Sunday, 17 April 2016

What do You Mean?

We all ask the question “What do you mean?” every now and again. We might be at work with a nutty boss who is disorganized or just well crazy, we might not understand our spouse when he or she says something that just sounds so off, or it could be the question I have been asking the Sweet Potato over and over when he cry’s. Sometimes the answer is forthcoming sometimes it just a mystery……

Jesus gave people in Capernaum a real head scratcher of a gift. Most were less than grateful. “Who is this guy?” they asked. “What on earth is he talking about with the eating flesh and drinking blood?”

What made Jesus’ gift so befuddling was that there was no category for what he was offering. People in Capernaum were familiar with the ancient story of Moses and the manna coming down from heaven. That was what they knew to expect. Instead, Jesus upended that expectation, saying bread alone was not enough. To truly live, they must now abide in Jesus and Jesus in them.
 

The communal aspect of this invitation means that God’s relationship with the world is not one directional. In other words, God does not send bread alone from heaven in order to give life. Rather, God discloses a radical gift of love in the human figure of Jesus. This love goes in and out, and in all directions.

If we accept that radical message of love, and acknowledge that we are in Christ, and he is in us, then we realize that we are all intrinsically bound up with one another. All of a sudden, we comprehend our connection with everyone. Every person is connected with me. I am connected with every person. And Christ is in all of us.

This is a slippery thing for me to hold on to. People do not always look like or behave in ways I want to be connected to. The same can be said about me. Yet that is the invitation that Christ offers us. Love. Love anyway. Love in spite of. That is the sacred gift presented to us day after day after day.
 

Today, my prayer is that we gratefully accept Christ’s gift of love, that we abide with him and he with us, and that we remember that we are all connected.

John 6:52-59

The Jews then disputed among themselves, saying, “How can this man give us his flesh to eat?”

So Jesus said to them, “Very truly, I tell you, unless you eat the Flesh of the Son of Man and drink his Blood, you have no life in you. Those who eat my Flesh and drink my Blood have eternal life, and I will raise them up on the last day; for my Flesh is true food and my Blood is true drink.

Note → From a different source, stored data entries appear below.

use std::io::{self, Read};

use tracing::{debug, trace};

use crate::coder::{EntropyDecoder, StreamError};

/// Default size of the compressed input and decoded lookahead buffers.
pub const DEFAULT_BUFFER_SIZE: usize = 1024 * 1024;

/// Pull-based decompressor serving exact-size reads from a compressed source.
///
/// Decoded bytes live in `output[read_pos..write_pos]`; compressed bytes the
/// coder has not consumed yet live in `input[in_start..in_end]`. Both buffers
/// are compacted before they are refilled, so a read never depends on where
/// the coder's internal chunk boundaries fall.
pub struct DecompressionStream<D, R> {
    coder: D,
    source: R,
    input: Vec<u8>,
    in_start: usize,
    in_end: usize,
    output: Vec<u8>,
    read_pos: usize,
    write_pos: usize,
    total_in: u64,
    total_out: u64,
    source_exhausted: bool,
}

impl<D: EntropyDecoder, R: Read> DecompressionStream<D, R> {
    pub fn new(coder: D, source: R) -> Self {
        Self::with_capacity(coder, source, DEFAULT_BUFFER_SIZE)
    }

    pub fn with_capacity(coder: D, source: R, capacity: usize) -> Self {
        let capacity = capacity.max(1);
        Self {
            coder,
            source,
            input: vec![0u8; capacity],
            in_start: 0,
            in_end: 0,
            output: vec![0u8; capacity],
            read_pos: 0,
            write_pos: 0,
            total_in: 0,
            total_out: 0,
            source_exhausted: false,
        }
    }

    /// Fill `dst` completely and return `true`, or return `false` once the
    /// stream has ended. Never delivers a partial read; decoded bytes short
    /// of a full `dst` at end of stream are discarded.
    pub fn consume(&mut self, dst: &mut [u8]) -> Result<bool, StreamError> {
        if dst.len() > self.output.len() {
            self.compact_output();
            self.output.resize(dst.len(), 0);
        }

        while self.available() < dst.len() {
            self.compact_output();

            if self.in_start == self.in_end && !self.refill()? {
                if !self.coder.at_frame_boundary() {
                    // the coder may still hold output it had no room for
                    let step = self.coder.decode(&[], &mut self.output[self.write_pos..])?;
                    if step.produced == 0 {
                        return Err(StreamError::Truncated(self.total_in));
                    }
                    self.write_pos += step.produced;
                    self.total_out += step.produced as u64;
                    continue;
                }
                if self.available() > 0 {
                    debug!(
                        leftover = self.available(),
                        wanted = dst.len(),
                        "discarding incomplete trailing read"
                    );
                }
                return Ok(false);
            }

            let step = self.coder.decode(
                &self.input[self.in_start..self.in_end],
                &mut self.output[self.write_pos..],
            )?;
            if step.consumed == 0 && step.produced == 0 {
                return Err(StreamError::Misuse(format!(
                    "{} made no progress with {} input bytes buffered",
                    self.coder.name(),
                    self.in_end - self.in_start
                )));
            }
            self.in_start += step.consumed;
            self.write_pos += step.produced;
            self.total_in += step.consumed as u64;
            self.total_out += step.produced as u64;
            trace!(
                consumed = step.consumed,
                produced = step.produced,
                available = self.available(),
                "decode round"
            );
        }

        let end = self.read_pos + dst.len();
        dst.copy_from_slice(&self.output[self.read_pos..end]);
        self.read_pos = end;
        Ok(true)
    }

    /// Move unread decoded bytes to the front of the lookahead buffer.
    fn compact_output(&mut self) {
        if self.read_pos > 0 {
            self.output.copy_within(self.read_pos..self.write_pos, 0);
            self.write_pos -= self.read_pos;
            self.read_pos = 0;
        }
    }

    /// Compact the compressed input and top it up with one bounded read.
    /// Returns `false` once the source is exhausted.
    fn refill(&mut self) -> Result<bool, StreamError> {
        if self.source_exhausted {
            return Ok(false);
        }
        self.input.copy_within(self.in_start..self.in_end, 0);
        self.in_end -= self.in_start;
        self.in_start = 0;

        let n = loop {
            match self.source.read(&mut self.input[self.in_end..]) {
                Ok(n) => break n,
                Err(e) if e.kind() == io::ErrorKind::Interrupted => continue,
                Err(e) => return Err(e.into()),
            }
        };
        if n == 0 {
            debug!(total_in = self.total_in, "compressed source exhausted");
            self.source_exhausted = true;
            return Ok(false);
        }
        self.in_end += n;
        Ok(true)
    }

    /// Decoded bytes buffered and not yet consumed.
    #[inline]
    pub fn available(&self) -> usize {
        self.write_pos - self.read_pos
    }

    /// Compressed bytes consumed by the coder so far.
    pub fn input_byte_count(&self) -> u64 {
        self.total_in
    }

    /// Decoded bytes produced by the coder so far.
    pub fn output_byte_count(&self) -> u64 {
        self.total_out
    }

    /// Entropy-coding ratio `compressed / decoded`; zero before any output.
    pub fn ratio(&self) -> f64 {
        if self.total_out == 0 {
            return 0.0;
        }
        self.total_in as f64 / self.total_out as f64
    }

    pub fn coder(&self) -> &D {
        &self.coder
    }
}

#[cfg(test)]
mod tests {
    use super::*;
    use crate::coder::Step;

    /// Copies at most `per_round` bytes per call. `boundary` decides whether
    /// running dry counts as a clean end.
    struct SlowCopy {
        per_round: usize,
        boundary: bool,
    }

    impl EntropyDecoder for SlowCopy {
        fn name(&self) -> &'static str {
            "slow-copy"
        }

        fn decode(&mut self, input: &[u8], output: &mut [u8]) -> Result<Step, StreamError> {
            let n = input.len().min(output.len()).min(self.per_round);
            output[..n].copy_from_slice(&input[..n]);
            Ok(Step {
                consumed: n,
                produced: n,
            })
        }

        fn at_frame_boundary(&self) -> bool {
            self.boundary
        }
    }

    struct Trickle {
        data: Vec<u8>,
        pos: usize,
        chunk: usize,
    }

    impl Read for Trickle {
        fn read(&mut self, buf: &mut [u8]) -> io::Result<usize> {
            let n = self.chunk.min(buf.len()).min(self.data.len() - self.pos);
            buf[..n].copy_from_slice(&self.data[self.pos..self.pos + n]);
            self.pos += n;
            Ok(n)
        }
    }

    struct Broken;

    impl Read for Broken {
        fn read(&mut self, _buf: &mut [u8]) -> io::Result<usize> {
            Err(io::Error::new(io::ErrorKind::Other, "disk on fire"))
        }
    }

    fn stream(data: Vec<u8>, chunk: usize, per_round: usize, capacity: usize) -> DecompressionStream<SlowCopy, Trickle> {
        DecompressionStream::with_capacity(
            SlowCopy {
                per_round,
                boundary: true,
            },
            Trickle { data, pos: 0, chunk },
            capacity,
        )
    }

    #[test]
    fn exact_reads_across_chunk_boundaries() {
        let data: Vec<u8> = (0..=255).collect();
        let mut s = stream(data.clone(), 7, 3, 16);
        let mut out = Vec::new();
        let mut buf = [0u8; 10];
        while s.consume(&mut buf).unwrap() {
            out.extend_from_slice(&buf);
        }
        // 256 = 25 * 10 + 6, the last 6 bytes are not a full read
        assert_eq!(out.len(), 250);
        assert_eq!(out.as_slice(), &data[..250]);
        assert_eq!(s.input_byte_count(), 256);
        assert_eq!(s.output_byte_count(), 256);
    }

    #[test]
    fn end_of_stream_is_not_partial() {
        let mut s = stream(vec![1; 10], 100, 100, 64);
        let mut buf = [0u8; 4];
        assert!(s.consume(&mut buf).unwrap());
        assert!(s.consume(&mut buf).unwrap());
        assert!(!s.consume(&mut buf).unwrap());
        // stays ended
        assert!(!s.consume(&mut buf).unwrap());
    }

    #[test]
    fn reads_larger_than_buffer_grow_it() {
        let data: Vec<u8> = (0..100).collect();
        let mut s = stream(data.clone(), 9, 5, 8);
        let mut buf = vec![0u8; 50];
        assert!(s.consume(&mut buf).unwrap());
        assert_eq!(buf.as_slice(), &data[..50]);
        assert!(s.consume(&mut buf).unwrap());
        assert_eq!(buf.as_slice(), &data[50..]);
        assert!(!s.consume(&mut buf).unwrap());
    }

    #[test]
    fn running_dry_mid_frame_is_truncation() {
        let mut s = DecompressionStream::with_capacity(
            SlowCopy {
                per_round: 4,
                boundary: false,
            },
            Trickle {
                data: vec![0; 6],
                pos: 0,
                chunk: 6,
            },
            16,
        );
        let mut buf = [0u8; 4];
        assert!(s.consume(&mut buf).unwrap());
        assert!(matches!(s.consume(&mut buf), Err(StreamError::Truncated(6))));
    }

    #[test]
    fn source_errors_surface_as_io() {
        let mut s = DecompressionStream::new(
            SlowCopy {
                per_round: 1,
                boundary: true,
            },
            Broken,
        );
        let mut buf = [0u8; 1];
        assert!(matches!(s.consume(&mut buf), Err(StreamError::Io(_))));
    }

    #[test]
    fn zero_length_read_always_succeeds() {
        let mut s = stream(Vec::new(), 1, 1, 4);
        assert!(s.consume(&mut []).unwrap());
        assert_eq!(s.ratio(), 0.0);
    }
}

“Those who eat my Flesh and drink my Blood abide in me, and I in them. Just as the living Father sent me, and I live because of the Father, so whoever eats me will live because of me. This is the bread that came down from heaven, not like that which your ancestors ate, and they died. But the one who eats this bread will live forever.”

He said these things while he was teaching in the synagogue at Capernaum.